Morning laughed, then as he stood, he involuntarily offered his hand. She looked at it, her head cocked to the side like a puzzled puppy, he looked at it, then they chuckled together.

"That's all right," she said. "Sometimes I forget too." She rose without his help, then walked toward the door, movements neat, trim, fluid, hip motion not exaggerated but terribly feminine.

The son of a bitch practices, Morning thought, Jesus.

Outside she offered to let him drive her XK-E. When he whistled at the metallic blue car gleaming under the desert moon, she said, "There are lots of burly chaps who are quite happy to pay a ten buck minimum to see some crazy cat in drag. Plus my mother left me about two hundred fifty thousand dollars, bless her drunken hide."

As he drove, Morning told her about his fight with the huge queer in San Francisco.

"What a flaming queen he is, honey. He makes Mardi Gras every year so he can go in drag. What a riot. Smokey the Bear in hose and heels. Too much," she said.

They stopped at a quiet expensive lounge and drank at the leather covered bar for several hours, sipping slow Scotches, each seeming to wait for the other to get drunk. They discovered a mutual affection for Faulkner, then Sartre and Gide, particularly The Counterfeiters, then with wild laughter discovered that they were members in bad standing of the same national fraternity.

"I've got this friend," Morning said, thinking of Jack, "who'd love to meet you." He laughed, then told her the long story about Jack.

When Linda drove him home, they were laughing together like old buddies who had forgiven each other in advance, and when she drove away, her exhausts hammering the pavement as exhausts will, Morning chuckled with great relief.
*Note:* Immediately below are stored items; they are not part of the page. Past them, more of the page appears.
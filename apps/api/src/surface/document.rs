//! The "page" a surface lives in: live nodes plus an off-screen mounting area.

use serde::Serialize;
use tracing::debug;

use crate::surface::node::Node;

#[derive(Debug, Clone, Default, PartialEq, Serialize)]
pub struct Document {
    /// Visible nodes. Element lookup only ever searches here.
    pub body: Vec<Node>,
    /// Nodes attached for rendering but kept out of the visible flow.
    offscreen: Vec<Node>,
}

impl Document {
    pub fn new(body: Vec<Node>) -> Self {
        Self {
            body,
            offscreen: Vec::new(),
        }
    }

    pub fn find_by_id(&self, id: &str) -> Option<&Node> {
        self.body.iter().find_map(|n| n.find_by_id(id))
    }

    pub fn offscreen_count(&self) -> usize {
        self.offscreen.len()
    }

    /// Attaches `node` off-screen. The node is detached again when the returned
    /// guard drops, whichever way the caller exits.
    pub fn mount_offscreen(&mut self, node: Node) -> OffscreenMount<'_> {
        self.offscreen.push(node);
        let index = self.offscreen.len() - 1;
        debug!(index, "Mounted off-screen surface");
        OffscreenMount {
            document: self,
            index,
        }
    }
}

/// Exclusive handle on one off-screen node.
pub struct OffscreenMount<'a> {
    document: &'a mut Document,
    index: usize,
}

impl OffscreenMount<'_> {
    pub fn node(&self) -> &Node {
        &self.document.offscreen[self.index]
    }
}

impl Drop for OffscreenMount<'_> {
    fn drop(&mut self) {
        if self.index < self.document.offscreen.len() {
            self.document.offscreen.remove(self.index);
            debug!(index = self.index, "Removed off-screen surface");
        }
    }
}
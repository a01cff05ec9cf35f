// All LLM prompt constants for the Insights module.
// Reuses cross-cutting fragments from llm_client::prompts.

/// System prompt for profession insights: enforces JSON-only output.
pub const INSIGHTS_SYSTEM: &str =
    "You are an expert career advisor and resume writer with deep knowledge of \
    Applicant Tracking Systems (ATS). \
    You MUST respond with valid JSON only. \
    Do NOT include any text outside the JSON object. \
    Do NOT use markdown code fences.";

/// Profession insights prompt template. Replace `{profession}` before sending.
pub const INSIGHTS_PROMPT_TEMPLATE: &str = r#"For the profession "{profession}", generate a JSON object with this EXACT structure.
Use camelCase for keys and double quotes for all keys and string values.

{
  "atsKeywords": ["10-15 essential ATS keywords: technical skills, soft skills, industry jargon"],
  "summary": "A 3-4 sentence professional summary template, optimized with keywords.",
  "certifications": ["3-5 highly-regarded professional certifications"],
  "salaryRange": {
    "entry": "Entry-level salary range in USD, e.g. '$60,000 - $80,000'",
    "mid": "Mid-level salary range in USD",
    "senior": "Senior-level salary range in USD",
    "expert": "Expert-level salary range in USD"
  },
  "industryInsights": {
    "trends": ["3-4 current industry trends"],
    "challenges": ["2-3 common challenges in this role"],
    "opportunities": ["2-3 growth opportunities"]
  },
  "recommendedCourses": [
    {"name": "Course name", "provider": "Course provider", "level": "Difficulty level"}
  ],
  "projectIdeas": ["Three portfolio project ideas that would impress a hiring manager"]
}

Output ONLY the raw JSON object."#;

/// Field correction prompt. Replace `{field}` and `{value}` before sending.
pub const FIELD_SUGGESTION_PROMPT_TEMPLATE: &str = r#"You are a resume writing assistant. For the field "{field}", the user entered: "{value}".
If there are any grammar or spelling mistakes, correct them. If the sentence can be improved, rewrite it in a more professional and concise way.
Respond with only the improved/corrected sentence. If the input is already good, return it as is."#;

/// ATS scoring prompt. Replace `{record_json}` before sending.
pub const ATS_SCORE_PROMPT_TEMPLATE: &str = r#"You are an ATS (Applicant Tracking System) scoring engine. Given the following CV data as JSON, return a single integer score from 0 to 100 representing how well this CV would perform for ATS screening.
CV Data: {record_json}
Respond with only the integer score."#;
// Visual surface: node tree, document with off-screen mounting, box layout, SVG output.
// Layout and SVG emission are CPU-bound; run them inside tokio::task::spawn_blocking.

pub mod document;
pub mod layout;
pub mod metrics;
pub mod node;
pub mod svg;

pub use document::{Document, OffscreenMount};
pub use node::{Node, Tag};

/// Lays out `node` at `width` and returns the SVG markup.
pub fn render_svg(node: &Node, width: f32) -> String {
    svg::to_svg(&layout::layout(node, width))
}
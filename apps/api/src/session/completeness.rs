use serde::{Deserialize, Serialize};

use crate::models::record::ResumeRecord;

#[derive(Debug, Clone, Serialize, Deserialize, PartialEq)]
#[serde(rename_all = "camelCase")]
pub struct CompletenessCheck {
    pub item: String,
    pub weight: u8,
    pub done: bool,
}

#[derive(Debug, Clone, Serialize, Deserialize, PartialEq)]
#[serde(rename_all = "camelCase")]
pub struct CompletenessReport {
    /// 0–100; the weights of all checks sum to 100.
    pub score: u8,
    pub checks: Vec<CompletenessCheck>,
    pub suggestions: Vec<String>,
}

struct Rule {
    item: &'static str,
    weight: u8,
    suggestion: &'static str,
    check: fn(&ResumeRecord) -> bool,
}

const RULES: &[Rule] = &[
    Rule {
        item: "fullName",
        weight: 10,
        suggestion: "Add your full name",
        check: |r| !r.personal_info.full_name.trim().is_empty(),
    },
    Rule {
        item: "email",
        weight: 10,
        suggestion: "Add an email address so recruiters can reach you",
        check: |r| !r.personal_info.email.trim().is_empty(),
    },
    Rule {
        item: "summary",
        weight: 10,
        suggestion: "Write a short professional summary",
        check: |r| !r.personal_info.summary.trim().is_empty(),
    },
    Rule {
        item: "skills",
        weight: 10,
        suggestion: "List at least one skill",
        check: |r| !r.skills.is_empty(),
    },
    Rule {
        item: "skills5",
        weight: 10,
        suggestion: "List at least five skills",
        check: |r| r.skills.len() >= 5,
    },
    Rule {
        item: "experience",
        weight: 15,
        suggestion: "Add your work experience",
        check: |r| !r.experience.is_empty(),
    },
    Rule {
        item: "experience2",
        weight: 10,
        suggestion: "Add at least two positions to show career progression",
        check: |r| r.experience.len() >= 2,
    },
    Rule {
        item: "education",
        weight: 15,
        suggestion: "Add your education",
        check: |r| !r.education.is_empty(),
    },
    Rule {
        item: "projects",
        weight: 5,
        suggestion: "Showcase a project",
        check: |r| !r.projects.is_empty(),
    },
    Rule {
        item: "photo",
        weight: 5,
        suggestion: "Upload a profile photo",
        check: |r| !r.personal_info.profile_picture.trim().is_empty(),
    },
];

pub fn compute_completeness_report(record: &ResumeRecord) -> CompletenessReport {
    let mut score = 0u8;
    let mut checks = Vec::with_capacity(RULES.len());
    let mut suggestions = Vec::new();

    for rule in RULES {
        let done = (rule.check)(record);
        if done {
            score += rule.weight;
        } else {
            suggestions.push(rule.suggestion.to_string());
        }
        checks.push(CompletenessCheck {
            item: rule.item.to_string(),
            weight: rule.weight,
            done,
        });
    }

    CompletenessReport {
        score: score.min(100),
        checks,
        suggestions,
    }
}

#[cfg(test)]
mod tests {
    use super::*;
    use crate::models::record::{Education, Experience, Project, Skill};

    #[test]
    fn test_weights_sum_to_100() {
        let total: u32 = RULES.iter().map(|r| r.weight as u32).sum();
        assert_eq!(total, 100);
    }

    #[test]
    fn test_empty_record_scores_zero() {
        let report = compute_completeness_report(&ResumeRecord::default());
        assert_eq!(report.score, 0);
        assert_eq!(report.suggestions.len(), RULES.len());
    }

    #[test]
    fn test_name_and_email_scores_twenty() {
        let mut record = ResumeRecord::default();
        record.personal_info.full_name = "Ada Lovelace".to_string();
        record.personal_info.email = "ada@example.com".to_string();
        let report = compute_completeness_report(&record);
        assert_eq!(report.score, 20);
        assert!(!report.suggestions.iter().any(|s| s.contains("email")));
    }

    #[test]
    fn test_full_record_scores_hundred() {
        let mut record = ResumeRecord::default();
        record.personal_info.full_name = "Ada".to_string();
        record.personal_info.email = "ada@example.com".to_string();
        record.personal_info.summary = "Engineer".to_string();
        record.personal_info.profile_picture = "data:image/png;base64,AA".to_string();
        record.skills = vec![Skill::default(); 5];
        record.experience = vec![Experience::default(); 2];
        record.education = vec![Education::default()];
        record.projects = vec![Project::default()];
        let report = compute_completeness_report(&record);
        assert_eq!(report.score, 100);
        assert!(report.suggestions.is_empty());
    }

    #[test]
    fn test_whitespace_name_does_not_count() {
        let mut record = ResumeRecord::default();
        record.personal_info.full_name = "   ".to_string();
        assert_eq!(compute_completeness_report(&record).score, 0);
    }
}
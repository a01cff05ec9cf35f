//! Insight fetcher: one-shot profession insight request with an empty fallback.

use tracing::{info, warn};

use crate::insights::prompts::{INSIGHTS_PROMPT_TEMPLATE, INSIGHTS_SYSTEM};
use crate::llm_client::prompts::fill_template;
use crate::llm_client::{complete_json, LanguageModel};
use crate::models::insight::ProfessionInsightBundle;

/// Fetches the insight bundle for `profession`.
///
/// Never fails: transport, API and parse errors are logged and resolve to
/// `ProfessionInsightBundle::empty()`, so callers need no separate "fetch failed" state.
pub async fn fetch_insights(model: &dyn LanguageModel, profession: &str) -> ProfessionInsightBundle {
    let profession = profession.trim();
    if profession.is_empty() {
        return ProfessionInsightBundle::empty();
    }

    let prompt = fill_template(INSIGHTS_PROMPT_TEMPLATE, &[("profession", profession)]);
    match complete_json::<ProfessionInsightBundle>(model, &prompt, INSIGHTS_SYSTEM).await {
        Ok(bundle) => {
            info!(
                profession,
                keywords = bundle.ats_keywords.len(),
                "Fetched profession insights"
            );
            bundle
        }
        Err(e) => {
            warn!(profession, "Insight fetch failed, using empty bundle: {e}");
            ProfessionInsightBundle::empty()
        }
    }
}
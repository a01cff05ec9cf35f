use image::codecs::jpeg::JpegEncoder;
use image::{imageops, RgbImage};
use tracing::debug;

use crate::export::paginate::Band;
use crate::export::ExportError;

/// A band cropped out of the full bitmap and encoded as a standalone JPEG.
#[derive(Debug, Clone)]
pub struct EncodedBand {
    pub band: Band,
    pub width: u32,
    pub jpeg: Vec<u8>,
}

/// Crops `band` out of `bitmap` and JPEG-encodes it at `quality` (1–100).
pub fn encode_band(bitmap: &RgbImage, band: Band, quality: u8) -> Result<EncodedBand, ExportError> {
    let (width, height) = bitmap.dimensions();
    if band.height == 0 || band.y.saturating_add(band.height) > height {
        return Err(ExportError::EncodingFailure(format!(
            "band {} ({}+{}) outside bitmap of height {height}",
            band.index, band.y, band.height
        )));
    }

    let slice = imageops::crop_imm(bitmap, 0, band.y, width, band.height).to_image();
    let mut jpeg = Vec::new();
    JpegEncoder::new_with_quality(&mut jpeg, quality.clamp(1, 100))
        .encode_image(&slice)
        .map_err(|e| ExportError::EncodingFailure(format!("band {}: {e}", band.index)))?;

    debug!(band = band.index, y = band.y, height = band.height, bytes = jpeg.len(), "Encoded band");
    Ok(EncodedBand { band, width, jpeg })
}

#[cfg(test)]
mod tests {
    use super::*;
    use image::Rgb;

    #[test]
    fn test_encodes_jpeg_with_band_dimensions() {
        let bitmap = RgbImage::from_pixel(40, 100, Rgb([255, 255, 255]));
        let band = Band { index: 1, y: 60, height: 40 };
        let encoded = encode_band(&bitmap, band, 90).unwrap();
        assert_eq!(&encoded.jpeg[..2], &[0xFF, 0xD8]);
        let decoded = image::load_from_memory(&encoded.jpeg).unwrap();
        assert_eq!((decoded.width(), decoded.height()), (40, 40));
        assert_eq!(encoded.width, 40);
    }

    #[test]
    fn test_band_outside_bitmap_is_encoding_failure() {
        let bitmap = RgbImage::new(10, 10);
        let band = Band { index: 0, y: 5, height: 10 };
        assert!(matches!(
            encode_band(&bitmap, band, 100),
            Err(ExportError::EncodingFailure(_))
        ));
    }
}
He had braved the darkness in its most attractive shape, for if she was nothing else, Linda Charles was a lovely woman with a wide handsome mouth and a clean laugh and the carriage and poise a woman needs, plus that touch of sad melodrama women break hearts with. And Morning had braved it, conquered it, and tonight he owned the world. He slept without dreams, woke without guilt, then in the middle of a yawn, remembered that he had left his guitar in Scottsdale.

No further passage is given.